# EXERCISE DESCRIPTION
Could you filter the records below down to the lines that include the word "impl"?

╭─ SOURCE DATA

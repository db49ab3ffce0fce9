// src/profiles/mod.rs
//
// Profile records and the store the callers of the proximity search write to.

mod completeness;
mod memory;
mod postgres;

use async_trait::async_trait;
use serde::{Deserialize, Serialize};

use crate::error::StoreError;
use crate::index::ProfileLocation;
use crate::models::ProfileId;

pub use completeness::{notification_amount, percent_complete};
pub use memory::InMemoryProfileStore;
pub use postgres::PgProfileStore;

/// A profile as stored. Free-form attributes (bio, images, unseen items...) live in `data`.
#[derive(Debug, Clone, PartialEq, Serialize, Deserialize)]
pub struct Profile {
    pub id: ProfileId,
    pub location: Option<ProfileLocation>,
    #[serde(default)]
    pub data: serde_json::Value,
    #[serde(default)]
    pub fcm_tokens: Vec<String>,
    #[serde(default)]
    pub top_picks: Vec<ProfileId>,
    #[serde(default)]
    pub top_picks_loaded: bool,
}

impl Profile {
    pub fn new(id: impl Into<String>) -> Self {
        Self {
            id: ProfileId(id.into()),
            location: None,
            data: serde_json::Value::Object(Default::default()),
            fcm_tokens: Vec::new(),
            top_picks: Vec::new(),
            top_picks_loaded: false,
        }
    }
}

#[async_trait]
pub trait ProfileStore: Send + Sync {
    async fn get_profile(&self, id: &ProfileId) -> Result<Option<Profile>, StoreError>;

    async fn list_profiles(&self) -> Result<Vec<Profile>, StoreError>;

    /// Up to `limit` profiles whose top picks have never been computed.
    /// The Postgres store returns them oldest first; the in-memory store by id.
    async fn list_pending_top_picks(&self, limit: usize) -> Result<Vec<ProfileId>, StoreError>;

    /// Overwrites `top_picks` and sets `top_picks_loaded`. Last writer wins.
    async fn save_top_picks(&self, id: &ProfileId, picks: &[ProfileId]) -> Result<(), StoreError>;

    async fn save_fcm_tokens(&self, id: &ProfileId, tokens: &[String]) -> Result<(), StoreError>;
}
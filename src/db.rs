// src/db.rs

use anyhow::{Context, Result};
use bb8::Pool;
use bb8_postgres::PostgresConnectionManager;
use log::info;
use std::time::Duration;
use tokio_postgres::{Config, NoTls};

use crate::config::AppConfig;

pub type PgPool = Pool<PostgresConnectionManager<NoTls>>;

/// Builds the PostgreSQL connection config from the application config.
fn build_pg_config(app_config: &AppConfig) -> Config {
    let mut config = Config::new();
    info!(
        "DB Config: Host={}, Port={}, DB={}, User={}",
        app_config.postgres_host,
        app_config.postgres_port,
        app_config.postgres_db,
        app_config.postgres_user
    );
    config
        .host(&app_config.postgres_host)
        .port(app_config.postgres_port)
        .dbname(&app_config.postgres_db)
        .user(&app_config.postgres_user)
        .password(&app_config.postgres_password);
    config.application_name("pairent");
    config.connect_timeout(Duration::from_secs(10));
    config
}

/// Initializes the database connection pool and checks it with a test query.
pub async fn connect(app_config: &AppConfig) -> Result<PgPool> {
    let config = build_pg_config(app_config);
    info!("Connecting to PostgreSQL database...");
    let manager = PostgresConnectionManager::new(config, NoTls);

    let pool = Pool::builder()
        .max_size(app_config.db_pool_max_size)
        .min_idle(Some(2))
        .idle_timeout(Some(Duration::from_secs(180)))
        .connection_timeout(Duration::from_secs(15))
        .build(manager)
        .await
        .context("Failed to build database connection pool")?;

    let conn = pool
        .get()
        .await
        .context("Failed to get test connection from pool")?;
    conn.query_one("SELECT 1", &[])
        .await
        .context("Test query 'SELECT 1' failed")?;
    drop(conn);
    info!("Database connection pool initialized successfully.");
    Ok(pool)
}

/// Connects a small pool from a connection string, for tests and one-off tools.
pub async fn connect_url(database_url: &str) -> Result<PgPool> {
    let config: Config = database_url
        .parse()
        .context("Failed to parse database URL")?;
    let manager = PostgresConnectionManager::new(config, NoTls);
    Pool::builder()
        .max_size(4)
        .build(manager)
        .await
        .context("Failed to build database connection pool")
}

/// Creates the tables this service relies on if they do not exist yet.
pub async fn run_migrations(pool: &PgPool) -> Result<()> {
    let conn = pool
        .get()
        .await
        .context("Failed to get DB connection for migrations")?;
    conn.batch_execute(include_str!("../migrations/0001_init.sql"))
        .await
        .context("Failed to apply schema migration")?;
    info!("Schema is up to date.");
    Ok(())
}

╰─
╭─ SOURCE DATA

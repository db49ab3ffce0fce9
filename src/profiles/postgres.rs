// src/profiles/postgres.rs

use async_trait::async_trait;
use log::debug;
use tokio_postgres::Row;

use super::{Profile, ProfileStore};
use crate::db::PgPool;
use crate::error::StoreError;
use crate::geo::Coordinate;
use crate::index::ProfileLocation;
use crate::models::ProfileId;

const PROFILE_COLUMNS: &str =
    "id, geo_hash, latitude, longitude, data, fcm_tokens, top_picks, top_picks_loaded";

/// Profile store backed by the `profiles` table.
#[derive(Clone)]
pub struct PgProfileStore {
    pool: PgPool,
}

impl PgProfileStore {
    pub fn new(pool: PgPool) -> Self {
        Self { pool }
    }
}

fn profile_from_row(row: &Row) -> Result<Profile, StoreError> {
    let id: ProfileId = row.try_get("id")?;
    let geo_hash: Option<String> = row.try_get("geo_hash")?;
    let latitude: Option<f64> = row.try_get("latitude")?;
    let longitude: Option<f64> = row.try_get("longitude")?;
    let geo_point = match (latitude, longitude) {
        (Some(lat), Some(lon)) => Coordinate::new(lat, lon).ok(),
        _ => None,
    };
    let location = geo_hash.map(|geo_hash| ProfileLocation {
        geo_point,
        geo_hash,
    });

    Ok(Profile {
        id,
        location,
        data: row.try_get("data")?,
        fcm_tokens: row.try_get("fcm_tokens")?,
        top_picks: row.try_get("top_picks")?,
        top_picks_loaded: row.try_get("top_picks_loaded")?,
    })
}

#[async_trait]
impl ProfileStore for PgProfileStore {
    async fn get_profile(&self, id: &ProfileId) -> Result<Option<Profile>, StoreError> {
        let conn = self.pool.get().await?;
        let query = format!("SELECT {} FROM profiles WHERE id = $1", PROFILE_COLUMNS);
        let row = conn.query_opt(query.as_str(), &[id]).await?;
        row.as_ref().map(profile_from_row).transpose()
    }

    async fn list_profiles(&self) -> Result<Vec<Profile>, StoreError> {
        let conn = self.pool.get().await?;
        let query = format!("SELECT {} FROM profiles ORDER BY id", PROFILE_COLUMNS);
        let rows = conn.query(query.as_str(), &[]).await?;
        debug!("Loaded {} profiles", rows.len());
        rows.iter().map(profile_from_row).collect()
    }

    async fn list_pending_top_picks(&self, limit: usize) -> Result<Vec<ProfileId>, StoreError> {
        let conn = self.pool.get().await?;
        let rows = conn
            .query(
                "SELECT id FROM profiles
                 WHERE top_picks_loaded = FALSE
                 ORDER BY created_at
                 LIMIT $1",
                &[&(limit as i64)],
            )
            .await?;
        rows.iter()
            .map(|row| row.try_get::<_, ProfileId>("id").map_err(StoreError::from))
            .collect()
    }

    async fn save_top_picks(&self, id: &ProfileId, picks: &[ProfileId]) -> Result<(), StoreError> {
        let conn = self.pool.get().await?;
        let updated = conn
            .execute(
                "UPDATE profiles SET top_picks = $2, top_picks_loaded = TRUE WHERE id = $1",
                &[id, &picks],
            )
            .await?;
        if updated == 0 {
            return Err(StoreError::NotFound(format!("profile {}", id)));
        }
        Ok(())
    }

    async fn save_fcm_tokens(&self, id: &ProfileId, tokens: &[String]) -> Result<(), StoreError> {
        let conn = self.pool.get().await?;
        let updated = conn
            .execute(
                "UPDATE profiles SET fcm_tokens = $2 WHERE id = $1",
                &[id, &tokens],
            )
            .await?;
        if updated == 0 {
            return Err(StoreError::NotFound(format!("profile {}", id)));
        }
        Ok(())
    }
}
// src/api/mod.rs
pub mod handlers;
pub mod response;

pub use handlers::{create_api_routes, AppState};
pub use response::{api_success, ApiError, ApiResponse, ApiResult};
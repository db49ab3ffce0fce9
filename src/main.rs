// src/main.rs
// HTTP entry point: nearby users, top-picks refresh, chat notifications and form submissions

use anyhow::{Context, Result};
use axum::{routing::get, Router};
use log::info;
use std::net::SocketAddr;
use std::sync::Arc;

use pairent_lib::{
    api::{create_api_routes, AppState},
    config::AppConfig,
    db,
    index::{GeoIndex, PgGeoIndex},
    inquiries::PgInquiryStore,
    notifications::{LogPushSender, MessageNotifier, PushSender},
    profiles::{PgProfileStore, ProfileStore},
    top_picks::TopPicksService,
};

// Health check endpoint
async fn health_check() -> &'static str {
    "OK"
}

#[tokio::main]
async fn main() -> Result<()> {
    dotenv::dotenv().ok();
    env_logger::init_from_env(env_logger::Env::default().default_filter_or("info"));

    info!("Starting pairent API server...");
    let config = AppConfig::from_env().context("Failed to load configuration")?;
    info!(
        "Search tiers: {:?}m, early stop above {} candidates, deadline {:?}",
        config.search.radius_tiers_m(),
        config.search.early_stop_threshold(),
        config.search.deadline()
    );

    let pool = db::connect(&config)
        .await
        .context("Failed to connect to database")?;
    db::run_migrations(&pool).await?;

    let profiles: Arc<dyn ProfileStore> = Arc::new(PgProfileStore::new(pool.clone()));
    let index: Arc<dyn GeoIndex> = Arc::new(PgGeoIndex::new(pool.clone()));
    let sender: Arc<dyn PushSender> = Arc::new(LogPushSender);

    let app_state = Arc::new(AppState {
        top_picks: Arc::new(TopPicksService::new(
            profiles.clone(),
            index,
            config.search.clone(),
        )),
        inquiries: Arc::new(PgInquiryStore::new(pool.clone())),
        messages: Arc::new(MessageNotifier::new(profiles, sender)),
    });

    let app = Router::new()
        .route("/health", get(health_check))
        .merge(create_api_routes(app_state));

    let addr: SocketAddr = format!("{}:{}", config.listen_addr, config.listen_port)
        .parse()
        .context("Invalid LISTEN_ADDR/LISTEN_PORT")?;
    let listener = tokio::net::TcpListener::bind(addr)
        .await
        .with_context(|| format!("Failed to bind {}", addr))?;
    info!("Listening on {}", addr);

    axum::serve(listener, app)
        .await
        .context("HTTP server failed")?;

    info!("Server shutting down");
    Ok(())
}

╰─
╭─ SOURCE DATA

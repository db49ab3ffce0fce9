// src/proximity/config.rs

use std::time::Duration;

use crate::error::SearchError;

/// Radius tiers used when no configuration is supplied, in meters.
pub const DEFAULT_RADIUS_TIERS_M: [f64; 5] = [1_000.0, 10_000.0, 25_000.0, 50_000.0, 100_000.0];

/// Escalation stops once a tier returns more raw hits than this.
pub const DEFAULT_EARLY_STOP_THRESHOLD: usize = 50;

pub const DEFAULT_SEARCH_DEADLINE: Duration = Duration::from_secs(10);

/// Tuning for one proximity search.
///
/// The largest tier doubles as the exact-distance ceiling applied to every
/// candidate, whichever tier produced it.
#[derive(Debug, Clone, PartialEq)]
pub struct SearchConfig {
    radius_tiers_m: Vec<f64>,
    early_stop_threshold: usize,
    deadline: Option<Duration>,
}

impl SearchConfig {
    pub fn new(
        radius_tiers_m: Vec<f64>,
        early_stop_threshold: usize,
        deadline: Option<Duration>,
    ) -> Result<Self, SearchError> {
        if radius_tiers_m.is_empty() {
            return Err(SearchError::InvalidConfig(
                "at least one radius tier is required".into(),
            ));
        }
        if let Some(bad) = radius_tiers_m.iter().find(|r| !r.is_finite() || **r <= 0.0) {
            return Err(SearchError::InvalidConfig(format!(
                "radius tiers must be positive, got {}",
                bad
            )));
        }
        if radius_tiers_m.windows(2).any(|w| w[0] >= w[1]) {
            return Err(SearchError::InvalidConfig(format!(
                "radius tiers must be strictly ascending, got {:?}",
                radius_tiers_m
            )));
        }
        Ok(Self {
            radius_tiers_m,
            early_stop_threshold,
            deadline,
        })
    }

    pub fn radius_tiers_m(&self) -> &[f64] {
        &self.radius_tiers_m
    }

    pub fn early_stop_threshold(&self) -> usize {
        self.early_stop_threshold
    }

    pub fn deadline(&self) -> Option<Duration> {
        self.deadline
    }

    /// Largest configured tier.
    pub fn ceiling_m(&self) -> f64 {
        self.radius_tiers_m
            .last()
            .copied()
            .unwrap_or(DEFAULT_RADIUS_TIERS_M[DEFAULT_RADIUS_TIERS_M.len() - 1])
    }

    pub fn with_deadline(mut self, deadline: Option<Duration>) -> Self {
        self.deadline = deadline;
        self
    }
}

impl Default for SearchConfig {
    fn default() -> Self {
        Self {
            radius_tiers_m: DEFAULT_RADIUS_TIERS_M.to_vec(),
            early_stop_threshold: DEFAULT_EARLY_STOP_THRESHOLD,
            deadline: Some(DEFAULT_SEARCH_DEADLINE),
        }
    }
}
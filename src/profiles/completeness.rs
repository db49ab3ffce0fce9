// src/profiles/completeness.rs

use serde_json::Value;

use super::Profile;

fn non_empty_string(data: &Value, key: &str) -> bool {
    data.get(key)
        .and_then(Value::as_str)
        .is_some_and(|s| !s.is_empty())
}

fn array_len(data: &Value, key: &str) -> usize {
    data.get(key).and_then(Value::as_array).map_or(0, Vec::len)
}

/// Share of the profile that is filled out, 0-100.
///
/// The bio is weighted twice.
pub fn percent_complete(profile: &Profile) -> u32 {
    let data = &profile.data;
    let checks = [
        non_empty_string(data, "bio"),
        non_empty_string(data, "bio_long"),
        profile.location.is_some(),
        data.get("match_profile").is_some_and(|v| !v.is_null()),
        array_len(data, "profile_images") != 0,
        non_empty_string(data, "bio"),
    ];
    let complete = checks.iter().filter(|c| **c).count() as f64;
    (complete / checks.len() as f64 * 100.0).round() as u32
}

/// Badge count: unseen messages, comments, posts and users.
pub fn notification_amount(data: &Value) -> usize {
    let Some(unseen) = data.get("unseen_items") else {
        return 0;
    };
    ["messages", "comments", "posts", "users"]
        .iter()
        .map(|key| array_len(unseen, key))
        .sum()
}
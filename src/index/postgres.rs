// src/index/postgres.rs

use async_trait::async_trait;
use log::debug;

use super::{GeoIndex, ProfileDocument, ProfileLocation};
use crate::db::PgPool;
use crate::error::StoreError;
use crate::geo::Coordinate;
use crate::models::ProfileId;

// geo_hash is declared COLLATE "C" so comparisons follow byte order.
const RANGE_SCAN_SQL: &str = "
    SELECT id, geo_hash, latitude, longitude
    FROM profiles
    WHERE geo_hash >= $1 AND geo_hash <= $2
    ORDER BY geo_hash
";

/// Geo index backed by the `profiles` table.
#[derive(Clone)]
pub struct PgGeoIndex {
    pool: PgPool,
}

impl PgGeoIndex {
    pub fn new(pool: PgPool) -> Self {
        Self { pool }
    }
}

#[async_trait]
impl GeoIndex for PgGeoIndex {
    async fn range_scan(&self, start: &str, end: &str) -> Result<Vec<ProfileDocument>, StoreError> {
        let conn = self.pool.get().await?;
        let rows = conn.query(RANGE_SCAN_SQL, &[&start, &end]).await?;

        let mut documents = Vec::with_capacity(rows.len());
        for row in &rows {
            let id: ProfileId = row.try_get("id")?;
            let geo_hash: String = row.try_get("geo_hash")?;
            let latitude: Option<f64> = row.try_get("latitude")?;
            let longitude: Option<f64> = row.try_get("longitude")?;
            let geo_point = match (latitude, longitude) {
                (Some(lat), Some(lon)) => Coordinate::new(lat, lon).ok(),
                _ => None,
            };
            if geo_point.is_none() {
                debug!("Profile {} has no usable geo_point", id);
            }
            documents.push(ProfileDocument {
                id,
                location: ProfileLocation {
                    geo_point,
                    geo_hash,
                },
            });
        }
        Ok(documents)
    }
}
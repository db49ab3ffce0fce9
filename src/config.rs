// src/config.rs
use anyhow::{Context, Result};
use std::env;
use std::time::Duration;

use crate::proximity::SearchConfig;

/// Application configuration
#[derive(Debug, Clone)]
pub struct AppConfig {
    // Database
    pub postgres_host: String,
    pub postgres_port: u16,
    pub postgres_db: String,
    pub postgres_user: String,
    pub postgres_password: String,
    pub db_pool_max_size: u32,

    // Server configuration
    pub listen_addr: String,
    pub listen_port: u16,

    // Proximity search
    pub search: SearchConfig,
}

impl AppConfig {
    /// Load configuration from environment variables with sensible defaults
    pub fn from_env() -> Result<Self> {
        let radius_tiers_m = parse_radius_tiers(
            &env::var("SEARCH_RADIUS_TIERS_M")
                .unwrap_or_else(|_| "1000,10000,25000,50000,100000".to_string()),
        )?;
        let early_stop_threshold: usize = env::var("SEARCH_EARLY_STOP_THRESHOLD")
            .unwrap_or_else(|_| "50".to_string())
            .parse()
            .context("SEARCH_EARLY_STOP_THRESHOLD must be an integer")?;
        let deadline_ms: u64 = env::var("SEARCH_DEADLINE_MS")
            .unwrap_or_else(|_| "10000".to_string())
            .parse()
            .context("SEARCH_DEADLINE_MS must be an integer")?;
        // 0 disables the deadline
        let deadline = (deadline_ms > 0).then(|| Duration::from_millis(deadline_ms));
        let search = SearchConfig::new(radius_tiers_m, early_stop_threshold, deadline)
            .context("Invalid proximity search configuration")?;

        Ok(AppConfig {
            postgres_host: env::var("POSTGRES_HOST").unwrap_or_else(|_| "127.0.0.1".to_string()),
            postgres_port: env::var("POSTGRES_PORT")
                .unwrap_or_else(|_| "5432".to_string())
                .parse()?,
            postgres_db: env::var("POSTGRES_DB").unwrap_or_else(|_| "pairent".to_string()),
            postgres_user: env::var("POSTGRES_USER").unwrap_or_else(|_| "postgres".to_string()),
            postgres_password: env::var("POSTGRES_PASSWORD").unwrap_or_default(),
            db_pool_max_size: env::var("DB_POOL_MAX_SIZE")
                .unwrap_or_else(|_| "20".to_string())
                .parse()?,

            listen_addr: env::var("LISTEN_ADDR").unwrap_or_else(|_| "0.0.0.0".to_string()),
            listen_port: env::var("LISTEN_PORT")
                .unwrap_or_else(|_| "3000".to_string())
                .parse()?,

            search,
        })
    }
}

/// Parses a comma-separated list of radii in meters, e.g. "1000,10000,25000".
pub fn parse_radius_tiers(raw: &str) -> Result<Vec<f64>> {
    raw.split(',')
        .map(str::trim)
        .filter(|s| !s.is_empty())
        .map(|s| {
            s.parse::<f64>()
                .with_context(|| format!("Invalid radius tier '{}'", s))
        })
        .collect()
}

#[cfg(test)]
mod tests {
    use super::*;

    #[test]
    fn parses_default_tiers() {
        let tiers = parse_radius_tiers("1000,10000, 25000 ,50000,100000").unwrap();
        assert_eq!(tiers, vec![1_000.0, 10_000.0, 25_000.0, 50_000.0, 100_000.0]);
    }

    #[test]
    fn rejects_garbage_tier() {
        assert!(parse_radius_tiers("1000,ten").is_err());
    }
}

╰─

# EXERCISE OUTPUT
impl Profile {
    pub fn new(id: impl Into<String>) -> Self {
impl PgProfileStore {
impl ProfileStore for PgProfileStore {
impl SearchConfig {
impl Default for SearchConfig {
impl PgGeoIndex {
impl GeoIndex for PgGeoIndex {
impl AppConfig {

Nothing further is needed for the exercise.